John Strohmeyer (June 26, 1924 – March 3, 2010) won the 1972 Pulitzer Prize for Editorial Writing “for his editorial campaign to reduce racial tensions in Bethlehem.”
Strohmeyer was born in Boston, Massachusetts. After working as a night reporter for the now-defunct Bethlehem Globe-Times of Bethlehem, Pennsylvania while attending Moravian College, he spent three years in the United States Navy during World War II, ultimately attaining the rank of lieutenant. A graduate of Muhlenberg College (1947) and the Columbia University Graduate School of Journalism (1948), Strohmeyer was a Nieman Fellow at Harvard University during the 1952-1953 academic year while employed by The Providence Journal. In 1956, he returned to Bethlehem, where he served as editor of the Globe-Times until 1984. He won an Alicia Patterson Journalism Fellowship in 1984 to research and write about the decline of the American steel industry, a project that evolved into Crisis in Bethlehem: Big Steel's Struggle to Survive (Adler & Adler, 1986; University of Pittsburgh Press, 1994).
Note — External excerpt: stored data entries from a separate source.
//! Host render request model.

use serde_json::{Map, Value};

/// A keyed bundle of content type → payload, as delivered by the host
/// engine with a render request.
///
/// The bridge reads exactly one well-known key
/// ([`DATASET_MIME_TYPE`](crate::DATASET_MIME_TYPE)) from the bundle;
/// everything else is opaque to it.
#[derive(Debug, Default, Clone, PartialEq)]
pub struct HostModel {
    data: Map<String, Value>,
}

impl HostModel {
    /// Create an empty model.
    #[must_use]
    pub fn new() -> Self {
        Self::default()
    }

    /// Add a payload under `mime_type`.
    #[must_use]
    pub fn with_entry(mut self, mime_type: impl Into<String>, value: Value) -> Self {
        self.data.insert(mime_type.into(), value);
        self
    }

    /// Payload stored under `mime_type`, if any.
    #[must_use]
    pub fn get(&self, mime_type: &str) -> Option<&Value> {
        self.data.get(mime_type)
    }
}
In 1992, Robert Atwood recruited Strohmeyer to teach journalism at the University of Alaska Anchorage in a position endowed by Atwood. While there, Strohmeyer wrote Extreme Conditions: Big Oil and the Transformation of Alaska. Strohmeyer also wrote Atwood's biography, which was never published due to a dispute which arose after Atwood's death between Strohmeyer and Atwood's daughter Elaine.
John Strohmeyer died of heart failure on March 3, 2010 in Crystal River, Florida.